To turn this feature on, click on the cog at the top right of CodeBug.
Tick the Show leg controls box.
Click Apply button.
An arrow pointing towards the leg is an input, away from the leg is an output.
To sense the wand and course touching, we need to configure CodeBug’s leg 1.
Click the cog on your start block.
In the window that appears, tick the checkbox next to leg 1 input/output. Click the cog again to close the window.
We want to set leg 1 to a digital input.
Select the drop down menu next to “leg 1 as” on your start block, and select digital input.
We want CodeBug to run different code depending on if a leg’s circuit is complete. To do this we need an if block.
From the If menu drag in an if block onto an empty space on your workspace.
From the Inputs/Outputs menu drag a leg grounded block and snap it to your if block. Click the block’s drop down menu to change the leg to 1.
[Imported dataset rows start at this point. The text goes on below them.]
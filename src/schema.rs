// Schema module - creates the three shop tables and seeds reference data
//
// The query operations never touch DDL; this exists so a fresh database
// (or an in-memory one) can be brought into the shape the queries expect.
//
// Table names are quoted everywhere: ORDER is a reserved word and USER is
// reserved in most dialects.

use crate::error::Result;
use crate::records::SqlDecimal;
use rusqlite::{params, Connection};
use rust_decimal::Decimal;
use tracing::info;

/// DDL for the three tables
///
/// There are no foreign key constraints on purpose: orders may reference
/// users or goods that do not exist, and the join queries surface that.
const CREATE_TABLES: &str = r#"
CREATE TABLE IF NOT EXISTS "user" (
    id      INTEGER PRIMARY KEY,
    name    VARCHAR(100),
    tel     VARCHAR(20),
    address VARCHAR(100)
);
CREATE TABLE IF NOT EXISTS "goods" (
    id    INTEGER PRIMARY KEY,
    name  VARCHAR(100),
    price DECIMAL(10, 2)
);
CREATE TABLE IF NOT EXISTS "order" (
    id          INTEGER PRIMARY KEY,
    user_id     INTEGER,
    goods_id    INTEGER,
    goods_num   INTEGER,
    goods_price DECIMAL(10, 2)
);
"#;

/// (id, name, tel, address)
pub const FIXTURE_USERS: [(i64, &str, &str, &str); 4] = [
    (1, "zhangsan", "tel1", "beijing"),
    (2, "lisi", "tel2", "shanghai"),
    (3, "wangwu", "tel3", "shanghai"),
    (4, "zhangsan", "tel4", "shenzhen"),
];

/// (id, name, price)
pub const FIXTURE_GOODS: [(i64, &str, i64); 5] = [
    (1, "goods1", 10),
    (2, "goods2", 20),
    (3, "goods3", 30),
    (4, "goods4", 40),
    (5, "goods5", 50),
];

/// (id, user_id, goods_id, goods_num, goods_price)
///
/// Order 7 points at user 5 and order 8 at user 5 and goods 6, none of
/// which exist.
pub const FIXTURE_ORDERS: [(i64, i64, i64, i64, i64); 8] = [
    (1, 1, 1, 5, 10),
    (2, 2, 1, 1, 10),
    (3, 2, 1, 2, 10),
    (4, 4, 2, 4, 20),
    (5, 4, 2, 100, 20),
    (6, 4, 3, 1, 20),
    (7, 5, 4, 1, 20),
    (8, 5, 6, 1, 60),
];

/// Create the `user`, `goods` and `order` tables if they are missing
pub fn create_schema(conn: &Connection) -> Result<()> {
    conn.execute_batch(CREATE_TABLES)?;
    info!("shop schema ready");
    Ok(())
}

/// Insert the reference users, goods and orders in a single transaction
///
/// Fails with a constraint error if any of the fixture ids already exist.
pub fn seed_fixture(conn: &Connection) -> Result<()> {
    let tx = conn.unchecked_transaction()?;
    {
        let mut insert_user =
            tx.prepare(r#"INSERT INTO "user" (id, name, tel, address) VALUES (?1, ?2, ?3, ?4)"#)?;
        for (id, name, tel, address) in FIXTURE_USERS {
            insert_user.execute(params![id, name, tel, address])?;
        }

        let mut insert_goods =
            tx.prepare(r#"INSERT INTO "goods" (id, name, price) VALUES (?1, ?2, ?3)"#)?;
        for (id, name, price) in FIXTURE_GOODS {
            insert_goods.execute(params![id, name, SqlDecimal(Decimal::from(price))])?;
        }

        let mut insert_order = tx.prepare(
            r#"INSERT INTO "order" (id, user_id, goods_id, goods_num, goods_price)
               VALUES (?1, ?2, ?3, ?4, ?5)"#,
        )?;
        for (id, user_id, goods_id, goods_num, goods_price) in FIXTURE_ORDERS {
            insert_order.execute(params![
                id,
                user_id,
                goods_id,
                goods_num,
                SqlDecimal(Decimal::from(goods_price))
            ])?;
        }
    }
    tx.commit()?;

    info!(
        users = FIXTURE_USERS.len(),
        goods = FIXTURE_GOODS.len(),
        orders = FIXTURE_ORDERS.len(),
        "seeded fixture data"
    );
    Ok(())
}

/// Open an in-memory database holding the schema and the reference fixture
pub fn open_in_memory_fixture() -> Result<Connection> {
    let conn = Connection::open_in_memory()?;
    create_schema(&conn)?;
    seed_fixture(&conn)?;
    Ok(conn)
}

/// Names of the user tables in the database, sorted
pub fn list_tables(conn: &Connection) -> Result<Vec<String>> {
    let mut stmt = conn.prepare(
        "SELECT name FROM sqlite_master WHERE type = 'table' AND name NOT LIKE 'sqlite_%' ORDER BY name",
    )?;
    let names = stmt
        .query_map([], |row| row.get::<_, String>(0))?
        .collect::<rusqlite::Result<Vec<_>>>()?;
    Ok(names)
}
We need different code to run if the circuit is complete. Any code inside the if block will only run if the condition of the if block is true (leg 1 is connected to ground).
In your If block, put a scroll sprite block.
Now attach a get string sprite block into the scroll sprite puzzle piece.
Change its text from Hello world to Game over.
Now you need to make your code repeat so that CodeBug can continuously detect the input.
From the Loops menu, drag a repeat while true loop and snap it onto your start block.
Then drag your if block into this while loop.